*Problem*:
Search the data for "Aquarius". Return each matching line.

Top of Records for this exercise

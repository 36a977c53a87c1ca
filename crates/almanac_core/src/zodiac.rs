//! Tropical zodiac signs and decans.
//!
//! The ecliptic circle is divided into 12 equal signs of 30 degrees each,
//! starting from Aries at 0 degrees. Each sign splits into three 10-degree
//! decans.

use std::fmt::{Display, Formatter};

use serde::{Deserialize, Serialize};

use crate::angle::normalize_360;

/// Width of a sign in degrees.
pub const SIGN_SPAN_DEG: f64 = 30.0;
/// Width of a decan in degrees.
pub const DECAN_SPAN_DEG: f64 = 10.0;

/// The 12 signs starting from Aries.
#[derive(Debug, Clone, Copy, PartialEq, Eq, Hash, PartialOrd, Ord, Serialize, Deserialize)]
pub enum Sign {
    Aries,
    Taurus,
    Gemini,
    Cancer,
    Leo,
    Virgo,
    Libra,
    Scorpio,
    Sagittarius,
    Capricorn,
    Aquarius,
    Pisces,
}

/// All 12 signs in order (0 = Aries, 11 = Pisces).
pub const ALL_SIGNS: [Sign; 12] = [
    Sign::Aries,
    Sign::Taurus,
    Sign::Gemini,
    Sign::Cancer,
    Sign::Leo,
    Sign::Virgo,
    Sign::Libra,
    Sign::Scorpio,
    Sign::Sagittarius,
    Sign::Capricorn,
    Sign::Aquarius,
    Sign::Pisces,
];

impl Sign {
    pub const fn name(self) -> &'static str {
        match self {
            Self::Aries => "Aries",
            Self::Taurus => "Taurus",
            Self::Gemini => "Gemini",
            Self::Cancer => "Cancer",
            Self::Leo => "Leo",
            Self::Virgo => "Virgo",
            Self::Libra => "Libra",
            Self::Scorpio => "Scorpio",
            Self::Sagittarius => "Sagittarius",
            Self::Capricorn => "Capricorn",
            Self::Aquarius => "Aquarius",
            Self::Pisces => "Pisces",
        }
    }

    /// 0-based index (Aries=0 .. Pisces=11).
    pub const fn index(self) -> u8 {
        self as u8
    }

    /// Sign for an index, wrapping modulo 12.
    pub fn from_index(index: i64) -> Self {
        ALL_SIGNS[index.rem_euclid(12) as usize]
    }

    /// Sign containing an ecliptic longitude.
    pub fn from_longitude(lon_deg: f64) -> Self {
        let idx = (normalize_360(lon_deg) / SIGN_SPAN_DEG).floor() as i64;
        Self::from_index(idx)
    }

    /// Longitude of the sign's first degree.
    pub fn start_deg(self) -> f64 {
        f64::from(self.index()) * SIGN_SPAN_DEG
    }

    pub fn next(self) -> Self {
        Self::from_index(i64::from(self.index()) + 1)
    }

    pub fn previous(self) -> Self {
        Self::from_index(i64::from(self.index()) - 1)
    }
}

impl Display for Sign {
    fn fmt(&self, f: &mut Formatter<'_>) -> std::fmt::Result {
        f.write_str(self.name())
    }
}

/// One of the 36 decans: a sign plus its third (1, 2 or 3).
#[derive(Debug, Clone, Copy, PartialEq, Eq, Hash, PartialOrd, Ord, Serialize, Deserialize)]
pub struct Decan {
    pub sign: Sign,
    /// 1-based position within the sign.
    pub number: u8,
}

impl Decan {
    /// Decan for an absolute index 0..36, wrapping.
    pub fn from_index(index: i64) -> Self {
        let idx = index.rem_euclid(36);
        Self {
            sign: Sign::from_index(idx / 3),
            number: (idx % 3) as u8 + 1,
        }
    }

    /// Decan containing an ecliptic longitude.
    pub fn from_longitude(lon_deg: f64) -> Self {
        Self::from_index((normalize_360(lon_deg) / DECAN_SPAN_DEG).floor() as i64)
    }
}

impl Display for Decan {
    fn fmt(&self, f: &mut Formatter<'_>) -> std::fmt::Result {
        let ordinal = match self.number {
            1 => "1st",
            2 => "2nd",
            _ => "3rd",
        };
        write!(f, "{ordinal} decan of {}", self.sign)
    }
}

Bottom of Records for this exercise

*Reply to the exercise*:
    Aquarius,
    Sign::Aquarius,
            Self::Aquarius => "Aquarius",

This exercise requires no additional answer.